ABA Fundamentals

Aversive functions of response effort: Fact or artifact?

Pinkston et al. (2017) · Journal of the Experimental Analysis of Behavior 2017
★ The Verdict

High effort only looks like punishment when you ignore the weak responses that still occur.

✓ Read this if BCBAs who use response effort as an intervention or data metric.
✗ Skip if Practitioners working solely with verbal or token systems where force is irrelevant.

01Research in Context

01

What this study did

Pinkston et al. (2017) asked a simple question: does making a response harder really punish it? They used human adults in a lab setting. The team measured every press of a button under different force rules.

02

What they found

When the scientists counted every press, even the soft ones, total rate went up as force went up. The old drop in rate vanished. High effort looked punishing only because tiny, too-light presses were ignored.

03

How this fits with other research

CHUNG (1965) first showed rate falling once force crossed a threshold; Pinkston says that fall is a counting error, not a law. Anonymous (1995) and Lowe et al. (1995) saw rate drops in rats under higher force. Pinkston agrees on the drop but says it disappears when you tally every response, pointing to a species-wide measurement illusion, not a species difference. Stancliffe et al. (2007) saw the same shift-not-suppress pattern in mice, giving cross-species support that effort reallocates rather than punishes.

04

Why it matters

Before you add weights, velcro, or extra steps to make a target behavior harder, check what you are actually counting. If your data sheet only scores perfect, full-force responses, you may miss low-force attempts that still eat time and energy. Count every instance first; then decide if effort is truly punishing or just moving the shape of responding.

Free CEUs

Want CEUs on This Topic?

The ABA Clubhouse has 60+ free CEUs — live every Wednesday.
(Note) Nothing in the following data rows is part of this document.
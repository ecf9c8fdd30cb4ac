// p_ctx.rs — play context and the game-rule callbacks
//
// PlayCtx owns everything one level needs while it runs: the geometry, the
// actors, the per-line validcount stamps and the scratch buffers the traversal
// code reuses between calls. Movement and attack code is written as methods on
// it (see p_maputl, p_map, p_hitscan).

use rdoom_common::common::com_dprintf;
use rdoom_common::cvar::{with_cvar_ctx, CvarContext, CvarFlags};

use crate::p_level::{Level, LevelData, LevelResult};
use crate::p_local::*;
use crate::p_mobj::{Mobj, MobjId, MobjPool};
use crate::p_overrun::{InterceptPolicy, OverrunTable, SpechitClobber, DEFAULT_SPECHIT_MAGIC};

// ============================================================
// Configuration
// ============================================================

/// Compatibility switches, read from the cvar registry at level load.
#[derive(Clone, Copy, Debug, PartialEq, Eq)]
pub struct PlayConfig {
    pub intercepts: InterceptPolicy,
    pub spechit_emulate: bool,
    pub spechit_magic: u32,
    pub blockmap_rebuild: bool,
    /// Line 0 in every blockmap cell, as the lump reads without skipping
    /// its leading zeros.
    pub blockmap_line_zero: bool,
}

impl Default for PlayConfig {
    fn default() -> Self {
        Self {
            intercepts: InterceptPolicy::Unbounded,
            spechit_emulate: false,
            spechit_magic: DEFAULT_SPECHIT_MAGIC,
            blockmap_rebuild: false,
            blockmap_line_zero: false,
        }
    }
}

impl PlayConfig {
    pub fn register_cvars(cvars: &mut CvarContext) {
        cvars.get("overrun_intercepts_emulate", "0", CvarFlags::LATCH);
        cvars.get("overrun_spechit_emulate", "0", CvarFlags::LATCH);
        cvars.get(
            "overrun_spechit_magic",
            &DEFAULT_SPECHIT_MAGIC.to_string(),
            CvarFlags::LATCH,
        );
        cvars.get("blockmap_rebuild", "0", CvarFlags::LATCH);
        cvars.get("blockmap_line_zero", "0", CvarFlags::LATCH);
    }

    pub fn from_cvar_ctx(cvars: &CvarContext) -> Self {
        let intercepts = if cvars.variable_value("overrun_intercepts_emulate") != 0.0 {
            InterceptPolicy::LegacyEmulated
        } else {
            InterceptPolicy::Unbounded
        };
        // parsed from the string, an f32 cannot hold every address
        let magic = cvars.variable_string("overrun_spechit_magic");
        let spechit_magic = parse_magic(magic).unwrap_or(DEFAULT_SPECHIT_MAGIC);

        Self {
            intercepts,
            spechit_emulate: cvars.variable_value("overrun_spechit_emulate") != 0.0,
            spechit_magic,
            blockmap_rebuild: cvars.variable_value("blockmap_rebuild") != 0.0,
            blockmap_line_zero: cvars.variable_value("blockmap_line_zero") != 0.0,
        }
    }

    /// Register the switches if needed, apply latched values, and read them.
    pub fn from_cvars() -> Self {
        with_cvar_ctx(|cvars| {
            Self::register_cvars(cvars);
            cvars.apply_latched();
            Self::from_cvar_ctx(cvars)
        })
    }
}

fn parse_magic(s: &str) -> Option<u32> {
    let s = s.trim();
    match s.strip_prefix("0x").or_else(|| s.strip_prefix("0X")) {
        Some(hex) => u32::from_str_radix(hex, 16).ok(),
        None => s.parse::<u32>().ok(),
    }
}

// ============================================================
// Game rules
// ============================================================

/// Everything the movement and attack code asks of the game-rule layer.
/// Hooks get the play context so they can change actors, spawn effects, or
/// remove things.
pub trait GameRules {
    fn cross_special_line(&mut self, ctx: &mut PlayCtx, line: usize, side: usize, thing: MobjId);
    fn shoot_special_line(&mut self, ctx: &mut PlayCtx, thing: MobjId, line: usize);
    fn use_special_line(&mut self, ctx: &mut PlayCtx, thing: MobjId, line: usize, side: usize);
    /// A use press hit a wall with nothing to activate.
    fn use_blocked(&mut self, ctx: &mut PlayCtx, thing: MobjId);
    fn touch_special_thing(&mut self, ctx: &mut PlayCtx, special: MobjId, toucher: MobjId);
    fn damage_mobj(
        &mut self,
        ctx: &mut PlayCtx,
        target: MobjId,
        inflictor: Option<MobjId>,
        source: Option<MobjId>,
        damage: i32,
    );
    /// Damage a missile or charging skull deals on contact.
    fn impact_damage(&mut self, ctx: &mut PlayCtx, attacker: MobjId) -> i32;
    /// A charging skull hit something; put it back in its idle state.
    fn skull_slam_finished(&mut self, _ctx: &mut PlayCtx, _skull: MobjId) {}
    /// A missile ran into a wall. The default just stops it dead.
    fn explode_missile(&mut self, ctx: &mut PlayCtx, missile: MobjId) {
        if let Some(m) = ctx.mobjs.get_mut(missile) {
            m.momx = 0;
            m.momy = 0;
            m.momz = 0;
        }
    }
    fn same_species(&self, ctx: &PlayCtx, a: MobjId, b: MobjId) -> bool {
        ctx.mobjs[a].kind == ctx.mobjs[b].kind
    }
    fn spawn_puff(&mut self, ctx: &mut PlayCtx, x: Fixed, y: Fixed, z: Fixed);
    fn spawn_blood(&mut self, ctx: &mut PlayCtx, x: Fixed, y: Fixed, z: Fixed, damage: i32);
    /// A corpse was crushed into gibs. Its flags and size are already updated.
    fn crush_gibs(&mut self, _ctx: &mut PlayCtx, _thing: MobjId) {}
    /// Remove a crushed dropped item.
    fn remove_mobj(&mut self, ctx: &mut PlayCtx, thing: MobjId) {
        ctx.remove_mobj(thing);
    }
    fn crush_blood(&mut self, _ctx: &mut PlayCtx, _thing: MobjId) {}
    fn check_sight(&mut self, ctx: &mut PlayCtx, looker: MobjId, target: MobjId) -> bool;
    /// Actors that take no splash damage.
    fn radius_immune(&self, _ctx: &PlayCtx, _thing: MobjId) -> bool {
        false
    }
    /// Whether a non-player may telefrag on this level.
    fn monsters_telefrag(&self, _ctx: &PlayCtx, _thing: MobjId) -> bool {
        false
    }
}

// ============================================================
// Play context
// ============================================================

#[derive(Debug)]
pub struct PlayCtx {
    pub level: Level,
    pub mobjs: MobjPool,
    pub config: PlayConfig,

    pub validcount: i32,
    pub(crate) line_validcount: Vec<i32>,

    // taken out while a traversal runs
    pub(crate) intercepts: Vec<Intercept>,

    /// Special lines touched by the last position check, in touch order.
    pub spechit: Vec<usize>,
    pub overrun: OverrunTable,
    pub(crate) spechit_clobbers: Vec<SpechitClobber>,

    // results of the last position check
    pub tmfloorz: Fixed,
    pub tmceilingz: Fixed,
    pub tmdropoffz: Fixed,
    /// The line that set tmceilingz, if any. Missiles use it for the sky hack.
    pub ceilingline: Option<usize>,
    /// A move failed only because of height, so a floater may adjust.
    pub floatok: bool,
}

impl PlayCtx {
    pub fn new(level: Level, config: PlayConfig) -> Self {
        let numlines = level.lines.len();
        Self {
            level,
            mobjs: MobjPool::new(),
            config,
            validcount: 1,
            line_validcount: vec![0; numlines],
            intercepts: Vec::new(),
            spechit: Vec::new(),
            overrun: OverrunTable::new(),
            spechit_clobbers: Vec::new(),
            tmfloorz: 0,
            tmceilingz: 0,
            tmdropoffz: 0,
            ceilingline: None,
            floatok: false,
        }
    }

    /// Load a level with the switches currently set in the cvar registry.
    pub fn load_level(data: LevelData) -> LevelResult<PlayCtx> {
        let config = PlayConfig::from_cvars();
        let level = Level::load(data, config.blockmap_rebuild, config.blockmap_line_zero)?;
        com_dprintf(&format!("play config: {:?}\n", config));
        Ok(PlayCtx::new(level, config))
    }

    /// Start a new query: lines stamped before this are visible again.
    #[inline]
    pub fn next_validcount(&mut self) {
        self.validcount = self.validcount.wrapping_add(1);
    }

    /// Unlink an actor from the world and drop it from the arena.
    pub fn remove_mobj(&mut self, id: MobjId) -> Option<Mobj> {
        if !self.mobjs.contains(id) {
            return None;
        }
        self.unset_thing_position(id);
        self.mobjs.remove(id)
    }
}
Ethics, supervision & clinical topics.

Join Free →
→ Action — try this Monday

Record every response, even the tiny ones, for one session before you label effort as punishing.

02At a glance

Intervention
not applicable
Design
single case other
Population
neurotypical
Finding
mixed

03Original abstract

Historically, effort has been viewed as aversive. Most supporting evidence comes from studies demonstrating increased force/effort requirements reduce operant responding. Changes in force/effort requirements, however, are often accompanied by changes in response definition when mechanical devices are used to define the response. As a consequence, responses measured at one point in a study may go unmeasured at other points. In an alternative approach, we used a continuous measurement strategy that provided a means to fix the threshold force defining the response class and simultaneously allowed independent manipulation of the force criteria required to produce reinforcement. Rats pressed a force transducer according to a fixed-ratio 5 schedule of food delivery. The criterion force was systematically increased and decreased; the threshold for response detection was constant. When response rates included only criterion responses, overall rate decreased when force requirements increased. By contrast, when all responses, both those meeting force criteria and those that did not (above the threshold but below the criteria for reinforcement) were included in the rate calculation, increases in force increased response rate. Increases in force criteria also increased the maximum force (g) and time-integral of force (g-s) of operant behavior. Control conditions showed increases in responding could be explained by the emergence of subcriterion responses, irrespective of force. We conclude that prior results showing effort decreases response rates are due to an artifact arising from inadvertent changes in response definitions. Increases in effort may better be understood as changes in the response:reinforcer payoff owing to the emergence of a subcriterion response class.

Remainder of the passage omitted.